╭─ Available data
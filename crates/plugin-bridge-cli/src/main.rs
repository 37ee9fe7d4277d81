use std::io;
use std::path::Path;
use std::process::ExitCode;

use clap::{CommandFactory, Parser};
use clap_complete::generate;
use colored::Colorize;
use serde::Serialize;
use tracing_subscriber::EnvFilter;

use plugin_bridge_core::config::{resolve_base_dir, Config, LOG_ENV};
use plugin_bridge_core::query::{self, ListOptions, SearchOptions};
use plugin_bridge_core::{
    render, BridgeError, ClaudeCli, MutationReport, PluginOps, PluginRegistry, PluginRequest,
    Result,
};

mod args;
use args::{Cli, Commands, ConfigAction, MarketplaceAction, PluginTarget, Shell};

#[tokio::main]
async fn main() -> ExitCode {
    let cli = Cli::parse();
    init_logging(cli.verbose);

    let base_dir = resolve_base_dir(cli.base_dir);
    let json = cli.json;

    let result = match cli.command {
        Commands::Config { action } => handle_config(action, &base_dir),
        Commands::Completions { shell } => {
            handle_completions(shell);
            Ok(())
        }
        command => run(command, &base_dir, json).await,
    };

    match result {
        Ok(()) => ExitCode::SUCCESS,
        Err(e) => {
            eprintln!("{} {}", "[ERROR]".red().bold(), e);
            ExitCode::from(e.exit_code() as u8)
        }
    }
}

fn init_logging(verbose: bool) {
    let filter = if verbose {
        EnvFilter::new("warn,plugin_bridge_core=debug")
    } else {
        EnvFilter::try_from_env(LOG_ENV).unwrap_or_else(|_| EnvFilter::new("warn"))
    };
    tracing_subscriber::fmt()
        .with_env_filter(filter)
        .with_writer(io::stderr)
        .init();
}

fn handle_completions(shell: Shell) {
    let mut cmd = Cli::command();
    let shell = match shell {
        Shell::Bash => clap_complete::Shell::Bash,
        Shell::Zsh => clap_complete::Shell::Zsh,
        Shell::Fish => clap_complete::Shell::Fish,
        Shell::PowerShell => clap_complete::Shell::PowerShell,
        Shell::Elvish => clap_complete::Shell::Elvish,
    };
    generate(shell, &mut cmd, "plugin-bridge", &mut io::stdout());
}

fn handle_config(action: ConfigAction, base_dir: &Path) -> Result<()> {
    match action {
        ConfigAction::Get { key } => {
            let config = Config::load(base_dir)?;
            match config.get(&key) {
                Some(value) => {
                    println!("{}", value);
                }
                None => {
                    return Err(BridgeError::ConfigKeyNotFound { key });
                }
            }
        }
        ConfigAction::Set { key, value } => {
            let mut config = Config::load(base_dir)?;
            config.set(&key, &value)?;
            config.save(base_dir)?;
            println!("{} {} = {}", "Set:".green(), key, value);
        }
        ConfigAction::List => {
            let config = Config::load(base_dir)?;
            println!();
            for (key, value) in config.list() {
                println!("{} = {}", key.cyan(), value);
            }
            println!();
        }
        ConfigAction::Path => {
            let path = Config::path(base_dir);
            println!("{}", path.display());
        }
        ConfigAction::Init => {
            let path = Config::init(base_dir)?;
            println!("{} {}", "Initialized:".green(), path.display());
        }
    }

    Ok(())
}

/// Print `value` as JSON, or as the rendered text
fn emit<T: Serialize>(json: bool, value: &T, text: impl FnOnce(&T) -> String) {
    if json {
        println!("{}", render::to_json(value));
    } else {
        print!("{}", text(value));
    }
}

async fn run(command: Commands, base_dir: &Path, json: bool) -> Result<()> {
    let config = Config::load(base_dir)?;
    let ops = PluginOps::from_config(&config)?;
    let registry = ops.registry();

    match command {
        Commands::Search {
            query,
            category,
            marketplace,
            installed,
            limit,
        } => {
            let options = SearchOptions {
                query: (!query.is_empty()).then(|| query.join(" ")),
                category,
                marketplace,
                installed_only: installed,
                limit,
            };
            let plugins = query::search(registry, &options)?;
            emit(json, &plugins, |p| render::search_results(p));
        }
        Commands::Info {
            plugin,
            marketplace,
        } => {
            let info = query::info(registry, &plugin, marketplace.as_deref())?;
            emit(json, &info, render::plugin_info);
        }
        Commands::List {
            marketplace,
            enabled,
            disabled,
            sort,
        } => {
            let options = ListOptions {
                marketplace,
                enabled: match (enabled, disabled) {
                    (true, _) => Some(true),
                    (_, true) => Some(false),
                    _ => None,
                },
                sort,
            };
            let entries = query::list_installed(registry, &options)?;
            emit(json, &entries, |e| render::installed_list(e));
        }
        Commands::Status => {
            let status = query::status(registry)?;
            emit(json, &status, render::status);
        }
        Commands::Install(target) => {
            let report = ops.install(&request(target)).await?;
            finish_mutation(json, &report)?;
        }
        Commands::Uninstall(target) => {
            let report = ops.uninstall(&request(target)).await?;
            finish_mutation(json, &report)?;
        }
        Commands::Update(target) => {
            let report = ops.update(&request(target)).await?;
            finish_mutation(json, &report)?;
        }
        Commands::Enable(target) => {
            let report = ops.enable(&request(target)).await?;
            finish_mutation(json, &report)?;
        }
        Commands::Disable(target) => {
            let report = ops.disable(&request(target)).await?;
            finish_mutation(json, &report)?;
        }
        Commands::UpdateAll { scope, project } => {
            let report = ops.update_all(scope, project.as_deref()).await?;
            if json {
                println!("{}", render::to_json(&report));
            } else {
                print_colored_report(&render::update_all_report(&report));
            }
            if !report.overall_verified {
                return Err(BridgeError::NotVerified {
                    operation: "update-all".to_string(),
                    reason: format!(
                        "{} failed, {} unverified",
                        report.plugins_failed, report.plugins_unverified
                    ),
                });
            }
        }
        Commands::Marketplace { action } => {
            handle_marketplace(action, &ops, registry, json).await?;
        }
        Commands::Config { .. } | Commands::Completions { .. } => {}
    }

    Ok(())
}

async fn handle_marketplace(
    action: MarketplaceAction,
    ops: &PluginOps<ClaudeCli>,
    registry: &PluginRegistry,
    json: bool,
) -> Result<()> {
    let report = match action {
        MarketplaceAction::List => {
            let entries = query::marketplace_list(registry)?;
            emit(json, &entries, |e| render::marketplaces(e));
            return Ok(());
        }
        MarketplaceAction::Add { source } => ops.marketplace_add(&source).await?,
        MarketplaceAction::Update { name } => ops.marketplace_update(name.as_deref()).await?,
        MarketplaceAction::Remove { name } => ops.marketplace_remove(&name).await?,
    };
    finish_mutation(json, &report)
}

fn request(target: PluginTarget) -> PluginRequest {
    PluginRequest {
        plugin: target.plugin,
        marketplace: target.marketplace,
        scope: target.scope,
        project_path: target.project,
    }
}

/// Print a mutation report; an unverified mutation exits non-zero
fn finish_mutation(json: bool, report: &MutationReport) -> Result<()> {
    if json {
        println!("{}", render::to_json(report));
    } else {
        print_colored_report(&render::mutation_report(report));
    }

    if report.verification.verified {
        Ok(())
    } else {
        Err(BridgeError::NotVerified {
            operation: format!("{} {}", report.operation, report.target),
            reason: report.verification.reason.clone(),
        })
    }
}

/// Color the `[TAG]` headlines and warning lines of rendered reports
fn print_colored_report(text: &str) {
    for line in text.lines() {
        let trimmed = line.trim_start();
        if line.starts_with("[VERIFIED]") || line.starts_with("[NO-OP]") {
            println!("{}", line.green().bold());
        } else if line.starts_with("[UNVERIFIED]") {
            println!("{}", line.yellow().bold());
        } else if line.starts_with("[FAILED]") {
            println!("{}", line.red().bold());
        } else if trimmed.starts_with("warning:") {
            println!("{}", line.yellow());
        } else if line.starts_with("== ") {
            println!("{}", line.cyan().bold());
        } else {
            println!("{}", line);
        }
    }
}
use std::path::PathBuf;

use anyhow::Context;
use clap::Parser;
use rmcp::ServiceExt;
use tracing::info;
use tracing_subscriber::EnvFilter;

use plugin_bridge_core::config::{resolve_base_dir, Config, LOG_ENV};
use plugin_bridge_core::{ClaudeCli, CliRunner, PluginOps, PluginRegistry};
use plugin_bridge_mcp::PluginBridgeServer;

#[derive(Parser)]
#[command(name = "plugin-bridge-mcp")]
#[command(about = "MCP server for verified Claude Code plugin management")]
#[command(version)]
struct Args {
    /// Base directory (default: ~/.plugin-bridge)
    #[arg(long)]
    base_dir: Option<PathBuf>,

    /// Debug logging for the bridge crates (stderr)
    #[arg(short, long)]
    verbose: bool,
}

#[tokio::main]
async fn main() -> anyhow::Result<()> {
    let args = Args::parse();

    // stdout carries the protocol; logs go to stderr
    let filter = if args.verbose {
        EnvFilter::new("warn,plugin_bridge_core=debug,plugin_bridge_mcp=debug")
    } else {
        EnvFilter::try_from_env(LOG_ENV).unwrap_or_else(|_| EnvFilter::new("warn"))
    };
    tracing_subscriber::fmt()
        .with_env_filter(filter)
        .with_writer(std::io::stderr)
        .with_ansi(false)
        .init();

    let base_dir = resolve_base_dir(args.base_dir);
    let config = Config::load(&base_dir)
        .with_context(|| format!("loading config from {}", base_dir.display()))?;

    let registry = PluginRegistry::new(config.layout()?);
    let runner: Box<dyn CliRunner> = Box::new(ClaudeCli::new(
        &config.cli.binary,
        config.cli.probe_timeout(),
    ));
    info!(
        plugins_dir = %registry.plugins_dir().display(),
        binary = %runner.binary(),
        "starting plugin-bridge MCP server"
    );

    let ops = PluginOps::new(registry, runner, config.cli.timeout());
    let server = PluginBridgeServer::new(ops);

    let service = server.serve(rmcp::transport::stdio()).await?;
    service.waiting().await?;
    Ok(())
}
╰─
╭─ Available data
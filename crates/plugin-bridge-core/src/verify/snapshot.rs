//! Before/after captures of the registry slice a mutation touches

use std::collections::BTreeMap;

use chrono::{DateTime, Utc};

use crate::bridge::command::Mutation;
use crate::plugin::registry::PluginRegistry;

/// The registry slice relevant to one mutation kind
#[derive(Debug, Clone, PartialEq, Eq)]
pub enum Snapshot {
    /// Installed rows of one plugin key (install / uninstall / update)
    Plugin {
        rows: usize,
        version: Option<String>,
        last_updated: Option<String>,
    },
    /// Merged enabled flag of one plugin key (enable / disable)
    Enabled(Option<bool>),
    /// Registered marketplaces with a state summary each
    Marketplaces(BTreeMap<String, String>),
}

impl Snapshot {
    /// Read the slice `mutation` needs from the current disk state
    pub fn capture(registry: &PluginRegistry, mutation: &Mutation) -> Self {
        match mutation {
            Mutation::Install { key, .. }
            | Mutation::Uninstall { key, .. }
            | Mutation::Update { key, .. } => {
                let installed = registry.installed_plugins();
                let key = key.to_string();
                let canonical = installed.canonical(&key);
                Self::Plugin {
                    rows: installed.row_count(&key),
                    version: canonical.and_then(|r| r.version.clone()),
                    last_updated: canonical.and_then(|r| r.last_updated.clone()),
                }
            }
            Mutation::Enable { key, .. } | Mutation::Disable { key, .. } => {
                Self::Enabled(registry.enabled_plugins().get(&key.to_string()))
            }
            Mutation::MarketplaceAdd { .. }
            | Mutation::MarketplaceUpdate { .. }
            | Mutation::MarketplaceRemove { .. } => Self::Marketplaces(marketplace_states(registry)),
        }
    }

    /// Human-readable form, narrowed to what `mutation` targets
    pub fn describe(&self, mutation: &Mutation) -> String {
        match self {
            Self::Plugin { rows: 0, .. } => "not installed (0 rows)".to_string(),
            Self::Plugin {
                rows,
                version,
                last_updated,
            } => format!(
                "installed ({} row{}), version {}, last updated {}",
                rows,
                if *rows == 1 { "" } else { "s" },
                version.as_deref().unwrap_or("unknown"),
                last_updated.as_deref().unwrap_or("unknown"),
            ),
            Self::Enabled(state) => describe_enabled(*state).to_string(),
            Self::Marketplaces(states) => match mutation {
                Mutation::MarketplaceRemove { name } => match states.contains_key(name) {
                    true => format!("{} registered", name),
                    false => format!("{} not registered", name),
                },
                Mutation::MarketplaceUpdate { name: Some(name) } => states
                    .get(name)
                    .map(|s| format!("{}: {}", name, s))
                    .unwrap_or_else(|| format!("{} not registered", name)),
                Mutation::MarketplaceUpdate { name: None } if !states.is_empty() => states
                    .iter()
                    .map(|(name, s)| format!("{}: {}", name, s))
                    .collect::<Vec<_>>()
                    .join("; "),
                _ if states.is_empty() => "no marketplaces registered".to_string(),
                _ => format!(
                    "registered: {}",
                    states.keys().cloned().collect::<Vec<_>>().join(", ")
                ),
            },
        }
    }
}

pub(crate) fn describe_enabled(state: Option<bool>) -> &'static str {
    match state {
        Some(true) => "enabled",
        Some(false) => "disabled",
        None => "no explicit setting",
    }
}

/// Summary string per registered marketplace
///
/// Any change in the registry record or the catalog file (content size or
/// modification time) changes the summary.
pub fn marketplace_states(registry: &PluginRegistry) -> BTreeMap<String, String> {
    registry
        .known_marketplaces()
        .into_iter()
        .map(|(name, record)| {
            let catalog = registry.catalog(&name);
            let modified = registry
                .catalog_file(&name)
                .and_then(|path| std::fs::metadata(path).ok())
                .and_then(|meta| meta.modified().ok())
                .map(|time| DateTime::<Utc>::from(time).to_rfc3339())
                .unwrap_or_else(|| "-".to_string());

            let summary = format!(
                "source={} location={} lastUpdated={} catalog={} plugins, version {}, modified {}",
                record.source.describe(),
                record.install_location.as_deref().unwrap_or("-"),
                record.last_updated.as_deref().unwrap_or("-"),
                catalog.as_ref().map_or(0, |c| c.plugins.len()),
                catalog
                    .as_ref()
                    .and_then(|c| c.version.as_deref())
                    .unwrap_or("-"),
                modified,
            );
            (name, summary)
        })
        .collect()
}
╰─
*What the task requires*:
Across the whole listing, how many lines contain the string "bold"? Give the number and no more.

*Answer below*:
5